Redação – Paraná Portal
Foto: Divulgação/PF

A Polícia Federal deflagrou na manhã desta terça-feira (31) uma operação para desarticular uma quadrilha responsável pela importação, comercialização e transporte de defensivos agrícolas ilegais em Santa Terezinha de Itaipu, no oeste do Paraná.

Segundo a PF, mais de 80 policiais federais cumpriram 20 mandados de busca e apreensão, um mandado de prisão preventiva e dois mandados de prisão temporária nas cidades paranaenses de Santa Terezinha de Itaipu, Foz do Iguaçu, São Miguel do Iguaçu, Medianeira, Ubiratã, Irati e ainda em Lucas do Rio Verde, no Mato Grosso do Sul.

A importação ilegal ocorria por meio do Lago de Itaipu, em pequenas embarcações, que utilizavam portos clandestinos da região. Em seguida, os agrotóxicos eram armazenados em entrepostos situados em Santa Terezinha de Itaipu e Ubiratã, até serem comercializados nos estados do Paraná, Santa Catarina, Mato Grosso, Mato Grosso do Sul, Tocantins, Rondônia, Amazonas e Pará.

Ainda conforme a PF, o líder da organização criminosa foi preso durante a operação, além de dois de seus principais auxiliares. Os policiais também apreenderam dinheiro, veículos, embarcações e imóveis, supostamente obtidos em razão das práticas criminosas.

A investigação apontou ainda que o grupo contava com auxílio de um funcionário de agência bancária em Foz do Iguaçu para abertura de contas com documentos falsos e movimentação de dinheiro ilegal obtido no esquema.

QUADRILHA ENTROU NA MIRA DA POLÍCIA FEDERAL EM 2019

A investigação foi iniciada em fevereiro de 2019, a partir de apreensões de cargas ilegais de agrotóxicos vindas do Paraguai. Verificou-se que a organização criminosa estaria relacionada com, ao menos, 10 prisões em flagrante por importação e transporte de agrotóxicos ilegais, receptação qualificada de veículos furtados ou roubados e adulteração de placas, em Foz do Iguaçu, Santa Terezinha do Itaipu, Corbélia, Céu Azul e São Miguel do Iguaçu.

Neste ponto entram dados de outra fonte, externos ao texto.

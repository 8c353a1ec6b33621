//! Signing identities
//!
//! A [`Wallet`] is a secp256k1 key plus the ledger address derived from it.
//! Signatures are RFC 6979 deterministic and low-s normalized, so the same
//! digest and key always produce the same `(v, r, s)`.

use alloy_primitives::{keccak256, Address, B256};
use k256::ecdsa::{RecoveryId, Signature as EcdsaSignature, SigningKey, VerifyingKey};
use rand::rngs::OsRng;
use serde::{Deserialize, Serialize};
use std::fmt;
use zeroize::Zeroizing;

use crate::types::{b256_hex, NotaryError, Result};

/// Recoverable ECDSA signature in ledger form (`v` is 27 or 28)
#[derive(Debug, Clone, Copy, PartialEq, Eq, Serialize, Deserialize)]
pub struct Signature {
    pub v: u8,
    #[serde(with = "b256_hex")]
    pub r: B256,
    #[serde(with = "b256_hex")]
    pub s: B256,
}

impl Signature {
    /// 65-byte `r || s || v`
    pub fn to_bytes(&self) -> [u8; 65] {
        let mut out = [0u8; 65];
        out[..32].copy_from_slice(self.r.as_slice());
        out[32..64].copy_from_slice(self.s.as_slice());
        out[64] = self.v;
        out
    }

    /// Recovery parity (0 or 1)
    pub fn parity(&self) -> Result<u8> {
        match self.v {
            27 | 28 => Ok(self.v - 27),
            0 | 1 => Ok(self.v),
            other => Err(NotaryError::Signing(format!("invalid recovery byte {other}"))),
        }
    }
}

/// A signing identity
#[derive(Clone)]
pub struct Wallet {
    key: SigningKey,
    address: Address,
}

impl Wallet {
    /// Load from a hex private key (0x prefix optional)
    pub fn from_hex(secret: &str) -> Result<Self> {
        let trimmed = secret.trim();
        let trimmed = trimmed.strip_prefix("0x").unwrap_or(trimmed);
        let bytes = Zeroizing::new(
            hex::decode(trimmed).map_err(|e| NotaryError::Signing(format!("private key is not hex: {e}")))?,
        );
        Self::from_bytes(&bytes)
    }

    pub fn from_bytes(secret: &[u8]) -> Result<Self> {
        if secret.len() != 32 {
            return Err(NotaryError::Signing(format!(
                "private key must be 32 bytes, got {}",
                secret.len()
            )));
        }
        let key = SigningKey::from_slice(secret)
            .map_err(|e| NotaryError::Signing(format!("unusable private key: {e}")))?;
        let address = address_of(key.verifying_key());
        Ok(Self { key, address })
    }

    /// Fresh random identity (development mode)
    pub fn random() -> Self {
        let key = SigningKey::random(&mut OsRng);
        let address = address_of(key.verifying_key());
        Self { key, address }
    }

    pub fn address(&self) -> Address {
        self.address
    }

    /// Key material for transaction signers
    pub(crate) fn signing_key(&self) -> &SigningKey {
        &self.key
    }

    /// Sign a 32-byte digest
    pub fn sign_digest(&self, digest: &B256) -> Result<Signature> {
        let (sig, recid) = self
            .key
            .sign_prehash_recoverable(digest.as_slice())
            .map_err(|e| NotaryError::Signing(format!("signing failed: {e}")))?;

        // Ledgers only accept low-s signatures; flipping s flips the parity
        let (sig, recid) = match sig.normalize_s() {
            Some(normalized) => (
                normalized,
                RecoveryId::new(!recid.is_y_odd(), recid.is_x_reduced()),
            ),
            None => (sig, recid),
        };

        let bytes = sig.to_bytes();
        Ok(Signature {
            v: 27 + recid.to_byte(),
            r: B256::from_slice(&bytes[..32]),
            s: B256::from_slice(&bytes[32..]),
        })
    }
}

impl fmt::Debug for Wallet {
    fn fmt(&self, f: &mut fmt::Formatter<'_>) -> fmt::Result {
        f.debug_struct("Wallet").field("address", &self.address).finish_non_exhaustive()
    }
}

/// Ledger address of a public key: last 20 bytes of keccak(x || y)
pub fn address_of(key: &VerifyingKey) -> Address {
    let point = key.to_encoded_point(false);
    let hash = keccak256(&point.as_bytes()[1..]);
    Address::from_slice(&hash[12..])
}

/// Recover the signer address of `digest`
pub fn recover(digest: &B256, signature: &Signature) -> Result<Address> {
    let parity = signature.parity()?;
    let mut rs = [0u8; 64];
    rs[..32].copy_from_slice(signature.r.as_slice());
    rs[32..].copy_from_slice(signature.s.as_slice());

    let sig = EcdsaSignature::from_slice(&rs)
        .map_err(|e| NotaryError::Signing(format!("malformed signature: {e}")))?;
    let recid = RecoveryId::from_byte(parity)
        .ok_or_else(|| NotaryError::Signing("invalid recovery id".to_string()))?;
    let key = VerifyingKey::recover_from_prehash(digest.as_slice(), &sig, recid)
        .map_err(|e| NotaryError::Signing(format!("signature does not recover: {e}")))?;
    Ok(address_of(&key))
}

/// Whether `signature` over `digest` was produced by `expected`
pub fn verify(digest: &B256, signature: &Signature, expected: &Address) -> bool {
    matches!(recover(digest, signature), Ok(addr) if addr == *expected)
}

#[cfg(test)]
mod tests {
    use super::*;
    use alloy_primitives::address;

    // Well-known development key #0
    const DEV_KEY: &str = "0xac0974bec39a17e36ba4a6b4d238ff944bacb478cbed5efcae784d7bf4f2ff80";

    #[test]
    fn test_address_derivation() {
        let wallet = Wallet::from_hex(DEV_KEY).unwrap();
        assert_eq!(wallet.address(), address!("f39Fd6e51aad88F6F4ce6aB8827279cffFb92266"));
    }

    #[test]
    fn test_sign_and_recover() {
        let wallet = Wallet::from_hex(DEV_KEY).unwrap();
        let digest = keccak256(b"meeting");
        let sig = wallet.sign_digest(&digest).unwrap();
        assert!(sig.v == 27 || sig.v == 28);
        assert_eq!(recover(&digest, &sig).unwrap(), wallet.address());
        assert!(verify(&digest, &sig, &wallet.address()));
        assert!(!verify(&keccak256(b"other"), &sig, &wallet.address()));
    }

    #[test]
    fn test_deterministic_signatures() {
        let wallet = Wallet::from_hex(DEV_KEY).unwrap();
        let digest = keccak256(b"same input");
        assert_eq!(wallet.sign_digest(&digest).unwrap(), wallet.sign_digest(&digest).unwrap());
    }

    #[test]
    fn test_low_s() {
        // secp256k1 order / 2
        let half_n = B256::from_slice(
            &hex::decode("7fffffffffffffffffffffffffffffff5d576e7357a4501ddfe92f46681b20a0").unwrap(),
        );
        let wallet = Wallet::random();
        for i in 0u8..16 {
            let sig = wallet.sign_digest(&keccak256([i])).unwrap();
            assert!(sig.s <= half_n);
        }
    }

    #[test]
    fn test_unusable_keys() {
        assert!(matches!(Wallet::from_hex("not-hex"), Err(NotaryError::Signing(_))));
        assert!(matches!(Wallet::from_hex("0x1234"), Err(NotaryError::Signing(_))));
        assert!(matches!(Wallet::from_bytes(&[0u8; 32]), Err(NotaryError::Signing(_))));
    }

    #[test]
    fn test_debug_hides_key() {
        let wallet = Wallet::from_hex(DEV_KEY).unwrap();
        let debug = format!("{wallet:?}");
        assert!(!debug.contains("ac0974"));
    }
}
#[cfg(test)]
mod tests {
    use super::*;
    use crate::codec::schema_uid;

    fn args(extra: &[&str]) -> Args {
        let mut argv = vec!["notary"];
        argv.extend_from_slice(extra);
        Args::try_parse_from(argv).unwrap()
    }

    #[test]
    fn test_production_requires_rpc_and_key() {
        let a = args(&[]);
        assert!(a.validate().unwrap_err().contains("RPC_URL"));

        let a = args(&["--rpc-url", "http://localhost:8545"]);
        assert!(a.validate().unwrap_err().contains("ATTESTER_PRIVATE_KEY"));

        let key = format!("0x{}", "11".repeat(32));
        let a = args(&["--rpc-url", "http://localhost:8545", "--attester-private-key", &key]);
        assert!(a.validate().unwrap_err().contains("RELAYER_PRIVATE_KEY"));

        let a = args(&["--dev-mode"]);
        assert!(a.validate().is_ok());
    }

    #[test]
    fn test_distinct_identities_required() {
        let key = format!("0x{}", "11".repeat(32));
        let upper = "11".repeat(32);
        let a = args(&[
            "--dev-mode",
            "--attester-private-key",
            &key,
            "--relayer-private-key",
            &upper,
        ]);
        assert!(a.validate().unwrap_err().contains("must differ"));
    }

    #[test]
    fn test_default_profile() {
        let a = args(&["--dev-mode"]);
        let profiles = a.profiles().unwrap();
        let profile = profiles.get(None).unwrap();
        assert_eq!(profile.name, DEFAULT_PROFILE);
        assert_eq!(MeetingLayout::resolve(&profile.schema).unwrap().id_width(), 16);
        assert_eq!(profile.uid, schema_uid(DEFAULT_SCHEMA_SPEC, &Address::ZERO, false));
        assert_eq!(profile.delegation, DelegationTarget::Eas);
        assert!(matches!(profiles.get(Some("other")), Err(NotaryError::NotFound(_))));
    }

    #[test]
    fn test_expected_uid_mismatch_fails() {
        let wrong = format!("0x{}", "00".repeat(32));
        let a = args(&["--dev-mode", "--schema-uid", &wrong]);
        assert!(matches!(a.profiles(), Err(NotaryError::EncodingMismatch(_))));

        let right = crate::types::to_hex(schema_uid(DEFAULT_SCHEMA_SPEC, &Address::ZERO, false));
        let a = args(&["--dev-mode", "--schema-uid", &right]);
        assert!(a.profiles().is_ok());
    }

    #[test]
    fn test_non_meeting_schema_rejected_at_startup() {
        let a = args(&["--dev-mode", "--schema-spec", "string name,uint8 kind"]);
        assert!(matches!(a.profiles(), Err(NotaryError::EncodingMismatch(_))));
    }

    #[test]
    fn test_proxy_profile_from_flags() {
        let a = args(&[
            "--dev-mode",
            "--delegation-proxy",
            "0x7777777777777777777777777777777777777777",
        ]);
        let profiles = a.profiles().unwrap();
        match &profiles.default_profile().delegation {
            DelegationTarget::Proxy { name, version, .. } => {
                assert_eq!(name, "EIP712Proxy");
                assert_eq!(version, "1.3.0");
            }
            other => panic!("unexpected target {other:?}"),
        }
    }

    #[test]
    fn test_profile_file_format() {
        let json = r#"[
            {"name": "compact", "schema": "bytes16 MeetingId,uint8 MeetingType,uint32 StartTime,uint32 EndTime"},
            {"name": "full", "schema": "bytes32 MeetingId,uint8 MeetingType,uint32 StartTime,uint32 EndTime",
             "revocable": true,
             "delegation": {"kind": "proxy", "address": "0x7777777777777777777777777777777777777777",
                            "name": "MeetingProxy", "version": "1.0.2"}}
        ]"#;
        let specs: Vec<ProfileSpec> = serde_json::from_str(json).unwrap();
        let set = ProfileSet::resolve(specs).unwrap();
        assert_eq!(set.len(), 2);
        assert_eq!(set.default_profile().name, "compact");
        let full = set.get(Some("full")).unwrap();
        assert_eq!(MeetingLayout::resolve(&full.schema).unwrap().id_width(), 32);
        assert!(full.revocable);
        assert_ne!(full.uid, set.default_profile().uid);
    }
}
//! Notary - delegated attestation relay for meeting claims

use anyhow::Context;
use clap::Parser;
use std::sync::Arc;
use tracing::{error, info, warn};
use tracing_subscriber::{layer::SubscriberExt, util::SubscriberInitExt};

use notary::{
    config::{Args, ProfileSet},
    ledger::{InMemoryLedger, JsonRpcLedger, LedgerGateway, RpcConfig},
    publish::OffchainPublisher,
    server::{self, AppState},
    services::{AttestationService, ServiceConfig},
    signing::{DelegationTarget, Wallet},
    types::address_string,
};

/// Chain id of the in-memory ledger when none is configured
const DEV_CHAIN_ID: u64 = 31337;

#[tokio::main]
async fn main() -> anyhow::Result<()> {
    // Load environment variables from .env file if present
    let _ = dotenvy::dotenv();

    let args = Args::parse();

    let log_level = args.log_level.clone();
    let registry = tracing_subscriber::registry().with(
        tracing_subscriber::EnvFilter::try_from_default_env()
            .unwrap_or_else(|_| format!("notary={},info", log_level).into()),
    );
    if args.log_format == "json" {
        registry.with(tracing_subscriber::fmt::layer().json()).init();
    } else {
        registry.with(tracing_subscriber::fmt::layer()).init();
    }

    if let Err(e) = args.validate() {
        error!("Configuration error: {}", e);
        std::process::exit(1);
    }

    let profiles = args.profiles().context("resolving schema profiles")?;
    let attester = load_wallet("attester", args.attester_key().as_deref().map(String::as_str), args.dev_mode)?;
    let relayer = load_wallet("relayer", args.relayer_key().as_deref().map(String::as_str), args.dev_mode)?;
    let gateway = build_gateway(&args, &profiles).await?;

    let publisher = OffchainPublisher::new(args.offchain_base_url.clone(), args.request_timeout())
        .context("building off-ledger publisher")?;
    let config = ServiceConfig {
        eas: args.eas()?,
        schema_registry: args.schema_registry()?,
        offchain_version: args.offchain_version()?,
        delegation_deadline_secs: args.delegation_deadline_secs,
        nonce_retry_limit: args.nonce_retry_limit,
        finalize_timeout: args.finalize_timeout(),
    };

    let service = AttestationService::new(
        gateway,
        publisher,
        attester,
        relayer,
        profiles,
        config,
        &args.eas_version,
    )
    .await
    .context("building attestation service")?;

    info!("======================================");
    info!("  Notary - meeting attestation relay");
    info!("======================================");
    info!("Listen: {}", args.listen);
    info!("Mode: {}", if args.dev_mode { "DEVELOPMENT" } else { "PRODUCTION" });
    info!("Ledger: {} (chain {})", service.ledger_name(), service.chain_id());
    info!("EAS: {} v{}", args.eas_address, args.eas_version);
    info!("Attester: {}", address_string(&service.attester()));
    info!("Relayer: {}", address_string(&service.relayer()));
    info!("Off-ledger index: {}", args.offchain_base_url);
    for profile in service.profiles().iter() {
        info!(
            "  profile {}: {} (delegation: {})",
            profile.name,
            profile.uid,
            profile.delegation.label()
        );
    }
    info!("======================================");

    let state = Arc::new(AppState::new(args, Arc::new(service)));
    server::run(state).await?;

    Ok(())
}

/// Wallet from a configured key; dev mode falls back to an ephemeral one
fn load_wallet(role: &str, key: Option<&str>, dev_mode: bool) -> anyhow::Result<Wallet> {
    match key {
        Some(secret) => Wallet::from_hex(secret).with_context(|| format!("parsing {role} private key")),
        None if dev_mode => {
            let wallet = Wallet::random();
            warn!("No {} key configured, using ephemeral {}", role, address_string(&wallet.address()));
            Ok(wallet)
        }
        None => anyhow::bail!("{role} private key is required"),
    }
}

/// JSON-RPC node in production; an in-memory ledger seeded with the
/// configured profiles in dev mode without an RPC endpoint
async fn build_gateway(args: &Args, profiles: &ProfileSet) -> anyhow::Result<Arc<dyn LedgerGateway>> {
    if let Some(url) = &args.rpc_url {
        info!("Using JSON-RPC ledger at {}", url);
        let ledger = JsonRpcLedger::new(RpcConfig {
            url: url.clone(),
            eas: args.eas()?,
            request_timeout: args.request_timeout(),
            poll_interval: args.receipt_poll(),
            gas_multiplier_percent: args.gas_multiplier_percent,
            chain_id: args.chain_id,
        })
        .context("building JSON-RPC ledger")?;
        return Ok(Arc::new(ledger));
    }

    let ledger = InMemoryLedger::new(
        args.chain_id.unwrap_or(DEV_CHAIN_ID),
        args.eas()?,
        args.schema_registry()?,
        args.eas_version.clone(),
    );
    for profile in profiles.iter() {
        ledger.seed_schema(&profile.spec, profile.resolver, profile.revocable).await;
        if let DelegationTarget::Proxy { address, name, version } = &profile.delegation {
            ledger.deploy_proxy(*address, name, version).await;
        }
    }
    warn!("Using in-memory ledger - attestations are lost on restart");
    Ok(Arc::new(ledger))
}
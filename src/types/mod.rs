//! Shared types for Notary

pub mod error;

pub use error::{NotaryError, Result, SubmissionFailure};

use alloy_primitives::{Address, B256};

/// Lowercase 0x-prefixed hex for any byte string
pub fn to_hex(bytes: impl AsRef<[u8]>) -> String {
    format!("0x{}", hex::encode(bytes.as_ref()))
}

/// Parse 0x-prefixed (or bare) hex into bytes
pub fn from_hex(field: &str, value: &str) -> Result<Vec<u8>> {
    let trimmed = value.strip_prefix("0x").unwrap_or(value);
    hex::decode(trimmed).map_err(|e| NotaryError::validation(field, format!("{field} is not valid hex: {e}")))
}

/// Parse a 32-byte identifier (schema UID, attestation UID, digest)
pub fn parse_b256(field: &str, value: &str) -> Result<B256> {
    let bytes = from_hex(field, value)?;
    if bytes.len() != 32 {
        return Err(NotaryError::validation(
            field,
            format!("{field} must be 32 bytes, got {}", bytes.len()),
        ));
    }
    Ok(B256::from_slice(&bytes))
}

/// Parse a ledger account identifier
pub fn parse_address(field: &str, value: &str) -> Result<Address> {
    let bytes = from_hex(field, value)?;
    if bytes.len() != 20 {
        return Err(NotaryError::validation(
            field,
            format!("{field} must be a 20-byte address, got {} bytes", bytes.len()),
        ));
    }
    Ok(Address::from_slice(&bytes))
}

/// Checksummed display form of an address
pub fn address_string(address: &Address) -> String {
    address.to_checksum(None)
}

/// Current unix time in seconds
pub fn unix_now() -> u64 {
    chrono::Utc::now().timestamp().max(0) as u64
}

/// Serialize `U256` as a decimal string (JSON numbers cannot hold it)
pub mod u256_dec {
    use alloy_primitives::U256;
    use serde::{Deserialize, Deserializer, Serializer};

    pub fn serialize<S: Serializer>(value: &U256, serializer: S) -> Result<S::Ok, S::Error> {
        serializer.serialize_str(&value.to_string())
    }

    pub fn deserialize<'de, D: Deserializer<'de>>(deserializer: D) -> Result<U256, D::Error> {
        let s = String::deserialize(deserializer)?;
        U256::from_str_radix(&s, 10).map_err(serde::de::Error::custom)
    }
}

/// Serialize any 32-byte value as 0x-hex
pub mod b256_hex {
    use alloy_primitives::B256;
    use serde::{Deserialize, Deserializer, Serializer};

    pub fn serialize<S: Serializer>(value: &B256, serializer: S) -> Result<S::Ok, S::Error> {
        serializer.serialize_str(&super::to_hex(value))
    }

    pub fn deserialize<'de, D: Deserializer<'de>>(deserializer: D) -> Result<B256, D::Error> {
        let s = String::deserialize(deserializer)?;
        super::parse_b256("value", &s).map_err(serde::de::Error::custom)
    }
}

/// Serialize byte vectors as 0x-hex
pub mod bytes_hex {
    use serde::{Deserialize, Deserializer, Serializer};

    pub fn serialize<S: Serializer>(value: &[u8], serializer: S) -> Result<S::Ok, S::Error> {
        serializer.serialize_str(&super::to_hex(value))
    }

    pub fn deserialize<'de, D: Deserializer<'de>>(deserializer: D) -> Result<Vec<u8>, D::Error> {
        let s = String::deserialize(deserializer)?;
        super::from_hex("value", &s).map_err(serde::de::Error::custom)
    }
}

/// Serialize addresses in checksummed form
pub mod address_checksum {
    use alloy_primitives::Address;
    use serde::{Deserialize, Deserializer, Serializer};

    pub fn serialize<S: Serializer>(value: &Address, serializer: S) -> Result<S::Ok, S::Error> {
        serializer.serialize_str(&super::address_string(value))
    }

    pub fn deserialize<'de, D: Deserializer<'de>>(deserializer: D) -> Result<Address, D::Error> {
        let s = String::deserialize(deserializer)?;
        super::parse_address("address", &s).map_err(serde::de::Error::custom)
    }
}

#[cfg(test)]
mod tests {
    use super::*;

    #[test]
    fn test_parse_address_accepts_mixed_case() {
        let input = "0x8dEa0ad941d577e356745d758b30Fa11EFa28E80";
        let addr = parse_address("recipient", input).unwrap();
        assert_eq!(address_string(&addr).to_lowercase(), input.to_lowercase());
        assert_eq!(parse_address("recipient", &input.to_lowercase()).unwrap(), addr);
    }

    #[test]
    fn test_parse_address_rejects_short_identifier() {
        let err = parse_address("recipient", "0xA1").unwrap_err();
        match err {
            NotaryError::Validation { field, .. } => assert_eq!(field, "recipient"),
            other => panic!("unexpected error: {other:?}"),
        }
    }

    #[test]
    fn test_parse_b256_length() {
        assert!(parse_b256("uid", &format!("0x{}", "11".repeat(32))).is_ok());
        assert!(parse_b256("uid", "0x1234").is_err());
    }
}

Nessas ocorrências, foram apreendidas aproximadamente 1,8 tonelada de agrotóxicos ilegais, com valor de mercado de cerca de R$ 3,6 milhões.

A PF apurou que o grupo atuava na região do oeste paranaense pelo menos desde o ano de 2015 e supostamente foi responsável pela importação clandestina de dezenas de toneladas de defensivos agrícolas sem registro nos órgãos competentes, a maior parte de origem chinesa.

Por se tratar de produtos que podem causar danos ambientais e à saúde humana, sua importação é regulamentada pelo Ministério da Agricultura, Pecuária e Abastecimento (MAPA), pelo Instituto Brasileiro do Meio Ambiente e dos Recursos Naturais Renováveis (IBAMA) e pela Agência Nacional de Vigilância Sanitária (ANVISA).

Um dos produtos mais importados pela quadrilha era o benzoato de emamectina, popularmente conhecido como “Benzo”, utilizado no combate à Helicoverpa armigera, espécie de lagarta comum nas lavouras brasileiras de soja, milho, feijão e algodão.

Em razão de ser muito poluente, o benzoato de emamectina era absolutamente proibido no Brasil até o ano 2017. Posteriormente, foi liberado seu uso em concentração máxima de até 5% (cinco por cento).

Durante as investigações, foram realizadas apreensões de benzoato de emamectina em concentrações de até seis vezes maiores do que a permitida.

Além da evasão fiscal, pelo não pagamento dos tributos devidos na importação e no comércio dos produtos, os crimes cometidos geraram danos ambientais em diversos estados da federação.

Os investigados supostamente cometeram os crimes de importação e transporte de agrotóxicos ilegais, receptação qualificada, adulteração de sinal identificador de veículo (adulteração de placas), falsificação de documentos e de organização criminosa. Se condenados, podem receber penas de até 35 anos de prisão.

A operação da PF foi batizada de Ruta Negra, que faz referência a uma das principais rotas do mercado negro de defensivos agrícolas no Brasil.